-- SUPPLIED RECORDS follows --

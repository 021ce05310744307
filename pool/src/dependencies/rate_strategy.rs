use soroban_sdk::{contractclient, Address, Env};

/// Computes the rates of a reserve from its liquidity and debt
#[allow(dead_code)]
#[contractclient(name = "RateStrategyClient")]
pub trait RateStrategy {
    /// Calculate the interest rates of a reserve
    ///
    /// ### Arguments
    /// * `asset` - The underlying asset of the reserve
    /// * `available_liquidity` - The underlying held by the reserve after the current action
    /// * `total_debt` - The total debt of the reserve
    /// * `reserve_factor` - The share of interest kept by the reserve, where 10000 is 100%
    ///
    /// ### Returns
    /// (liquidity rate, borrow rate) as annual rays
    fn calculate_interest_rates(
        e: Env,
        asset: Address,
        available_liquidity: i128,
        total_debt: i128,
        reserve_factor: u32,
    ) -> (i128, i128);
}
use crate::{
    constants::{LEVERAGE_ONE, PERCENTAGE_FACTOR, RAY},
    dependencies::STokenClient,
    errors::PoolError,
    storage::{self, PoolConfig, ReserveConfig, ReserveData},
    validator::validate_collateral_config,
};
use cast::i128;
use soroban_sdk::{panic_with_error, Address, Env};

use super::reserve::Reserve;

/// Initialize the pool
///
/// Panics if the pool is already initialized or the arguments are invalid
#[allow(clippy::too_many_arguments)]
pub fn execute_initialize(
    e: &Env,
    admin: &Address,
    oracle: &Address,
    exchange: &Address,
    max_leverage: u32,
    pos_liq_threshold: i128,
    pos_liq_fee: u32,
) {
    if storage::has_admin(e) {
        panic_with_error!(e, PoolError::AlreadyInitializedError);
    }
    require_valid_leverage_params(e, max_leverage, pos_liq_threshold, pos_liq_fee);

    storage::set_admin(e, admin);
    storage::set_pool_config(
        e,
        &PoolConfig {
            oracle: oracle.clone(),
            exchange: exchange.clone(),
            max_leverage,
            pos_liq_threshold,
            pos_liq_fee,
            paused: false,
        },
    );
}

/// Update the leveraged position parameters. Open positions keep the liquidation threshold
/// they were opened with.
pub fn execute_set_leverage_params(
    e: &Env,
    max_leverage: u32,
    pos_liq_threshold: i128,
    pos_liq_fee: u32,
) {
    require_valid_leverage_params(e, max_leverage, pos_liq_threshold, pos_liq_fee);
    let mut pool_config = storage::get_pool_config(e);
    pool_config.max_leverage = max_leverage;
    pool_config.pos_liq_threshold = pos_liq_threshold;
    pool_config.pos_liq_fee = pos_liq_fee;
    storage::set_pool_config(e, &pool_config);
}

/// Set the exchange used to open and close positions
pub fn execute_set_exchange(e: &Env, exchange: &Address) {
    let mut pool_config = storage::get_pool_config(e);
    pool_config.exchange = exchange.clone();
    storage::set_pool_config(e, &pool_config);
}

/// Pause or unpause every state changing user action
pub fn execute_set_pause(e: &Env, paused: bool) {
    let mut pool_config = storage::get_pool_config(e);
    pool_config.paused = paused;
    storage::set_pool_config(e, &pool_config);
}

/// Initialize a reserve for the pool
///
/// Returns the index of the reserve
pub fn execute_init_reserve(
    e: &Env,
    asset: &Address,
    s_token: &Address,
    d_token: &Address,
    rate_strategy: &Address,
    config: &ReserveConfig,
) -> u32 {
    if storage::has_res(e, asset) {
        panic_with_error!(e, PoolError::ReserveAlreadyInitialized);
    }
    require_valid_reserve_config(e, config);
    validate_collateral_config(e, config.ltv, config.liq_threshold, config.liq_bonus, false);

    let index = storage::push_res_list(e, asset);
    let mut reserve_config = config.clone();
    reserve_config.index = index;
    storage::set_res_config(e, asset, &reserve_config);

    let init_data = ReserveData {
        liquidity_index: RAY,
        borrow_index: RAY,
        liquidity_rate: 0,
        borrow_rate: 0,
        last_time: e.ledger().timestamp(),
        s_token: s_token.clone(),
        d_token: d_token.clone(),
        rate_strategy: rate_strategy.clone(),
    };
    storage::set_res_data(e, asset, &init_data);
    index
}

/// Update the collateral parameters of a reserve
///
/// Panics if the parameters are invalid, or the reserve stops being collateral while it
/// holds supply
pub fn execute_configure_reserve_as_collateral(
    e: &Env,
    asset: &Address,
    ltv: u32,
    liq_threshold: u32,
    liq_bonus: u32,
) {
    let mut config = storage::get_res_config(e, asset);
    let data = storage::get_res_data(e, asset);
    let has_liquidity = data.liquidity_rate != 0
        || STokenClient::new(e, &data.s_token).scaled_total_supply() > 0;
    validate_collateral_config(e, ltv, liq_threshold, liq_bonus, has_liquidity);

    config.ltv = ltv;
    config.liq_threshold = liq_threshold;
    config.liq_bonus = liq_bonus;
    storage::set_res_config(e, asset, &config);
}

/// Update the status flags of a reserve
pub fn execute_set_reserve_status(
    e: &Env,
    asset: &Address,
    active: bool,
    frozen: bool,
    borrowing_enabled: bool,
) {
    let mut config = storage::get_res_config(e, asset);
    config.active = active;
    config.frozen = frozen;
    config.borrowing_enabled = borrowing_enabled;
    storage::set_res_config(e, asset, &config);
}

/// Update the reserve factor of a reserve. Interest is accrued at the old rates first.
pub fn execute_set_reserve_factor(e: &Env, asset: &Address, reserve_factor: u32) {
    if i128(reserve_factor) > PERCENTAGE_FACTOR {
        panic_with_error!(e, PoolError::InvalidReserveParams);
    }
    let mut reserve = Reserve::load(e, asset);
    reserve.update_state(e);
    reserve.config.reserve_factor = reserve_factor;
    reserve.update_interest_rates(e, 0, 0);
    reserve.store(e);
    storage::set_res_config(e, asset, &reserve.config);
}

/// Update the interest rate strategy of a reserve. Interest is accrued at the old rates first.
pub fn execute_set_rate_strategy(e: &Env, asset: &Address, rate_strategy: &Address) {
    let mut reserve = Reserve::load(e, asset);
    reserve.update_state(e);
    reserve.rate_strategy = rate_strategy.clone();
    reserve.update_interest_rates(e, 0, 0);
    reserve.store(e);
}

fn require_valid_reserve_config(e: &Env, config: &ReserveConfig) {
    if config.decimals > 18 || i128(config.reserve_factor) > PERCENTAGE_FACTOR {
        panic_with_error!(e, PoolError::InvalidReserveParams);
    }
}

fn require_valid_leverage_params(
    e: &Env,
    max_leverage: u32,
    pos_liq_threshold: i128,
    pos_liq_fee: u32,
) {
    if max_leverage <= LEVERAGE_ONE + 1
        || pos_liq_threshold <= 0
        || pos_liq_threshold > RAY
        || i128(pos_liq_fee) > PERCENTAGE_FACTOR
    {
        panic_with_error!(e, PoolError::InvalidPoolParams);
    }
}
use sep_41_token::TokenClient;
use soroban_fixed_point_math::FixedPoint;
use soroban_sdk::{
    contracttype, panic_with_error, Address, Env, Symbol,
};

use crate::{
    dependencies::{DTokenClient, RateStrategyClient},
    errors::PoolError,
    math::{compounded_interest, linear_interest, ray_mul, require_some},
    storage::{self, ReserveConfig, ReserveData},
};

#[derive(Clone, Debug, Eq, PartialEq)]
#[contracttype]
pub struct Reserve {
    pub asset: Address,         // the underlying asset address
    pub config: ReserveConfig,  // the risk and status configuration of the reserve
    pub liquidity_index: i128,  // the cumulative supply growth (ray)
    pub borrow_index: i128,     // the cumulative debt growth (ray)
    pub liquidity_rate: i128,   // the annual supply rate (ray)
    pub borrow_rate: i128,      // the annual borrow rate (ray)
    pub last_time: u64,         // the last time the indices were accrued
    pub s_token: Address,       // the supply token ledger
    pub d_token: Address,       // the debt token ledger
    pub rate_strategy: Address, // the interest rate strategy
    pub scalar: i128,           // scalar used for balances
}

impl Reserve {
    /// Load a Reserve from the ledger as it was last stored.
    ///
    /// **NOTE**: This function is not cached, and should be called from the Pool.
    ///
    /// ### Arguments
    /// * asset - The address of the underlying asset
    ///
    /// ### Panics
    /// If the asset is not a reserve
    pub fn load(e: &Env, asset: &Address) -> Reserve {
        let config = storage::get_res_config(e, asset);
        let data = storage::get_res_data(e, asset);
        Reserve {
            asset: asset.clone(),
            scalar: 10i128.pow(config.decimals),
            config,
            liquidity_index: data.liquidity_index,
            borrow_index: data.borrow_index,
            liquidity_rate: data.liquidity_rate,
            borrow_rate: data.borrow_rate,
            last_time: data.last_time,
            s_token: data.s_token,
            d_token: data.d_token,
            rate_strategy: data.rate_strategy,
        }
    }

    /// Store the updated reserve data to the ledger.
    ///
    /// The reserve configuration is only written by admin functions.
    pub fn store(&self, e: &Env) {
        let reserve_data = ReserveData {
            liquidity_index: self.liquidity_index,
            borrow_index: self.borrow_index,
            liquidity_rate: self.liquidity_rate,
            borrow_rate: self.borrow_rate,
            last_time: self.last_time,
            s_token: self.s_token.clone(),
            d_token: self.d_token.clone(),
            rate_strategy: self.rate_strategy.clone(),
        };
        storage::set_res_data(e, &self.asset, &reserve_data);
    }

    /********** Accrual **********/

    /// Accrue interest into the indices up to the current ledger timestamp. Does nothing
    /// if the reserve was already accrued this timestamp.
    ///
    /// The liquidity index grows linearly by the liquidity rate and the borrow index compounds
    /// every second by the borrow rate.
    ///
    /// ### Panics
    /// If either index overflows
    pub fn update_state(&mut self, e: &Env) {
        let now = e.ledger().timestamp();
        if now == self.last_time {
            return;
        }
        self.liquidity_index = self.normalized_income(e);
        self.borrow_index = self.normalized_debt(e);
        self.last_time = now;
    }

    /// Recompute the reserve rates through the rate strategy.
    ///
    /// Must be called after `update_state` in the same ledger, and before the underlying moves.
    ///
    /// ### Arguments
    /// * `liquidity_added` - The underlying about to be sent to the reserve
    /// * `liquidity_taken` - The underlying about to leave the reserve
    ///
    /// ### Panics
    /// If the reserve has not been accrued to the current timestamp
    pub fn update_interest_rates(&mut self, e: &Env, liquidity_added: i128, liquidity_taken: i128) {
        if self.last_time != e.ledger().timestamp() {
            panic_with_error!(e, PoolError::InternalError);
        }
        let available_liquidity = require_some(
            e,
            self.available_liquidity(e)
                .checked_add(liquidity_added)
                .and_then(|v| v.checked_sub(liquidity_taken)),
        );
        let total_debt = ray_mul(
            e,
            DTokenClient::new(e, &self.d_token).scaled_total_supply(),
            self.borrow_index,
        );
        let (liquidity_rate, borrow_rate) = RateStrategyClient::new(e, &self.rate_strategy)
            .calculate_interest_rates(
                &self.asset,
                &available_liquidity,
                &total_debt,
                &self.config.reserve_factor,
            );
        self.liquidity_rate = liquidity_rate;
        self.borrow_rate = borrow_rate;

        e.events().publish(
            (Symbol::new(e, "reserve_updated"), self.asset.clone()),
            (
                liquidity_rate,
                borrow_rate,
                self.liquidity_index,
                self.borrow_index,
            ),
        );
    }

    /// Fetch the liquidity index as of the current ledger timestamp, without accruing
    pub fn normalized_income(&self, e: &Env) -> i128 {
        if self.last_time == e.ledger().timestamp() || self.liquidity_rate == 0 {
            return self.liquidity_index;
        }
        let cumulated = linear_interest(e, self.liquidity_rate, self.last_time);
        ray_mul(e, cumulated, self.liquidity_index)
    }

    /// Fetch the borrow index as of the current ledger timestamp, without accruing
    pub fn normalized_debt(&self, e: &Env) -> i128 {
        if self.last_time == e.ledger().timestamp() || self.borrow_rate == 0 {
            return self.borrow_index;
        }
        let cumulated = compounded_interest(e, self.borrow_rate, self.last_time);
        ray_mul(e, cumulated, self.borrow_index)
    }

    /// Fetch the underlying held by the supply token ledger
    pub fn available_liquidity(&self, e: &Env) -> i128 {
        TokenClient::new(e, &self.asset).balance(&self.s_token)
    }

    /********** Conversion Functions **********/

    /// Convert an amount of the underlying to the oracle's base asset - rounding down
    ///
    /// ### Arguments
    /// * `amount` - The amount of tokens to convert
    /// * `price` - The price of the underlying in the base asset
    pub fn to_base_down(&self, e: &Env, amount: i128, price: i128) -> i128 {
        require_some(e, amount.fixed_mul_floor(price, self.scalar))
    }

    /// Convert an amount of the underlying to the oracle's base asset - rounding up
    ///
    /// ### Arguments
    /// * `amount` - The amount of tokens to convert
    /// * `price` - The price of the underlying in the base asset
    pub fn to_base_up(&self, e: &Env, amount: i128, price: i128) -> i128 {
        require_some(e, amount.fixed_mul_ceil(price, self.scalar))
    }

    /// Convert a base asset value to an amount of the underlying - rounding down
    ///
    /// ### Arguments
    /// * `value` - The value to convert
    /// * `price` - The price of the underlying in the base asset
    pub fn from_base_down(&self, e: &Env, value: i128, price: i128) -> i128 {
        require_some(e, value.fixed_div_floor(price, self.scalar))
    }
}

#[cfg(test)]
mod tests {
    use super::*;
    use crate::{constants::RAY, testutils};
    use soroban_sdk::testutils::Address as _;

    #[test]
    fn test_load_and_store_reserve() {
        let e = Env::default();
        e.mock_all_auths();
        testutils::set_ledger(&e, 1000);

        let pool = testutils::create_pool(&e);
        let asset = Address::generate(&e);
        let mut reserve = testutils::default_reserve(&e);
        reserve.asset = asset.clone();

        e.as_contract(&pool, || {
            storage::set_res_config(&e, &asset, &reserve.config);
            reserve.liquidity_index = 1_100_000_000_000_000_000_000_000_000;
            reserve.last_time = 1000;
            reserve.store(&e);

            let loaded = Reserve::load(&e, &asset);
            assert_eq!(loaded, reserve);
            assert_eq!(loaded.scalar, 1_0000000);
        });
    }

    #[test]
    #[should_panic(expected = "Error(Contract, #1213)")]
    fn test_load_missing_reserve_panics() {
        let e = Env::default();
        let pool = testutils::create_pool(&e);

        e.as_contract(&pool, || {
            Reserve::load(&e, &Address::generate(&e));
        });
    }

    #[test]
    fn test_update_state_same_timestamp_is_noop() {
        let e = Env::default();
        testutils::set_ledger(&e, 1000);

        let mut reserve = testutils::default_reserve(&e);
        reserve.liquidity_rate = RAY / 20;
        reserve.borrow_rate = RAY / 10;
        reserve.last_time = 1000;

        let before = reserve.clone();
        reserve.update_state(&e);
        assert_eq!(reserve, before);
    }

    #[test]
    fn test_update_state_accrues_one_year() {
        let e = Env::default();
        testutils::set_ledger(&e, 31536000);

        let mut reserve = testutils::default_reserve(&e);
        reserve.liquidity_rate = RAY / 20;
        reserve.borrow_rate = RAY / 10;
        reserve.last_time = 0;

        reserve.update_state(&e);
        assert_eq!(reserve.liquidity_index, RAY + RAY / 20);
        assert!(reserve.borrow_index > RAY + RAY / 10);
        assert!(reserve.borrow_index < 1_105_170_000_000_000_000_000_000_000);
        assert_eq!(reserve.last_time, 31536000);

        // a second update in the same ledger does not accrue again
        let accrued = reserve.clone();
        reserve.update_state(&e);
        assert_eq!(reserve, accrued);
    }

    #[test]
    fn test_update_state_zero_rates_keeps_indices() {
        let e = Env::default();
        testutils::set_ledger(&e, 5000);

        let mut reserve = testutils::default_reserve(&e);
        reserve.liquidity_index = 1_050_000_000_000_000_000_000_000_000;
        reserve.borrow_index = 1_070_000_000_000_000_000_000_000_000;
        reserve.last_time = 100;

        reserve.update_state(&e);
        assert_eq!(reserve.liquidity_index, 1_050_000_000_000_000_000_000_000_000);
        assert_eq!(reserve.borrow_index, 1_070_000_000_000_000_000_000_000_000);
        assert_eq!(reserve.last_time, 5000);
    }

    #[test]
    fn test_normalized_matches_accrued_indices() {
        let e = Env::default();
        testutils::set_ledger(&e, 86400 * 17);

        let mut reserve = testutils::default_reserve(&e);
        reserve.liquidity_index = 1_012_345_678_901_234_567_890_123_456;
        reserve.borrow_index = 1_023_456_789_012_345_678_901_234_567;
        reserve.liquidity_rate = 0_031_234_567_890_123_456_789_012_345;
        reserve.borrow_rate = 0_087_654_321_098_765_432_109_876_543;
        reserve.last_time = 86400 * 3;

        let income = reserve.normalized_income(&e);
        let debt = reserve.normalized_debt(&e);
        assert!(income > reserve.liquidity_index);
        assert!(debt > reserve.borrow_index);

        reserve.update_state(&e);
        assert_eq!(reserve.liquidity_index, income);
        assert_eq!(reserve.borrow_index, debt);
    }

    #[test]
    #[should_panic(expected = "Error(Contract, #12)")]
    fn test_update_state_index_overflow() {
        let e = Env::default();
        testutils::set_ledger(&e, 31536000);

        let mut reserve = testutils::default_reserve(&e);
        reserve.liquidity_index = i128::MAX / 2;
        reserve.liquidity_rate = 2 * RAY;
        reserve.last_time = 0;

        reserve.update_state(&e);
    }

    #[test]
    #[should_panic(expected = "Error(Contract, #1)")]
    fn test_update_interest_rates_requires_accrual() {
        let e = Env::default();
        testutils::set_ledger(&e, 1000);

        let mut reserve = testutils::default_reserve(&e);
        reserve.last_time = 999;

        reserve.update_interest_rates(&e, 0, 0);
    }

    #[test]
    fn test_update_interest_rates() {
        let e = Env::default();
        e.mock_all_auths();
        testutils::set_ledger(&e, 1000);

        let fixture = testutils::TestFixture::create(&e, 1);
        let asset = fixture.assets[0].clone();
        let s_token = fixture.s_token(0);

        // 750 borrowed out of 1000 supplied
        fixture.tokens[0].mint(&s_token.address, &250_0000000);
        e.as_contract(&fixture.pool, || {
            let mut reserve = Reserve::load(&e, &asset);
            fixture.d_token(0).mint(&fixture.admin, &750_0000000, &reserve.borrow_index);

            reserve.update_state(&e);
            reserve.update_interest_rates(&e, 0, 0);
            // base 0% + slope_1 4% * 75% / 80%
            assert_eq!(reserve.borrow_rate, 0_037_500_000_000_000_000_000_000_000);
            // borrow rate * 75% utilization * 90% after the reserve factor
            assert_eq!(reserve.liquidity_rate, 0_025_312_500_000_000_000_000_000_000);
        });
    }

    #[test]
    fn test_base_conversions() {
        let e = Env::default();
        let mut reserve = testutils::default_reserve(&e);
        reserve.scalar = 1_000000;

        // 1.5 units at a price of 2.0000001
        assert_eq!(reserve.to_base_down(&e, 1_500000, 2_0000001), 3_0000001);
        assert_eq!(reserve.to_base_up(&e, 1_500000, 2_0000001), 3_0000002);
        assert_eq!(reserve.from_base_down(&e, 3_0000001, 2_0000001), 1_499999);
    }

    #[test]
    #[should_panic(expected = "Error(Contract, #12)")]
    fn test_to_base_overflow() {
        let e = Env::default();
        let reserve = testutils::default_reserve(&e);

        reserve.to_base_down(&e, i128::MAX / 2, 1_000_0000000);
    }
}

-- SUPPLIED RECORDS concluded --

TASK STATEMENT: Copy out each line of the listing that holds "paused".

SOLUTION:
            paused: false,
pub fn execute_set_pause(e: &Env, paused: bool) {
    pool_config.paused = paused;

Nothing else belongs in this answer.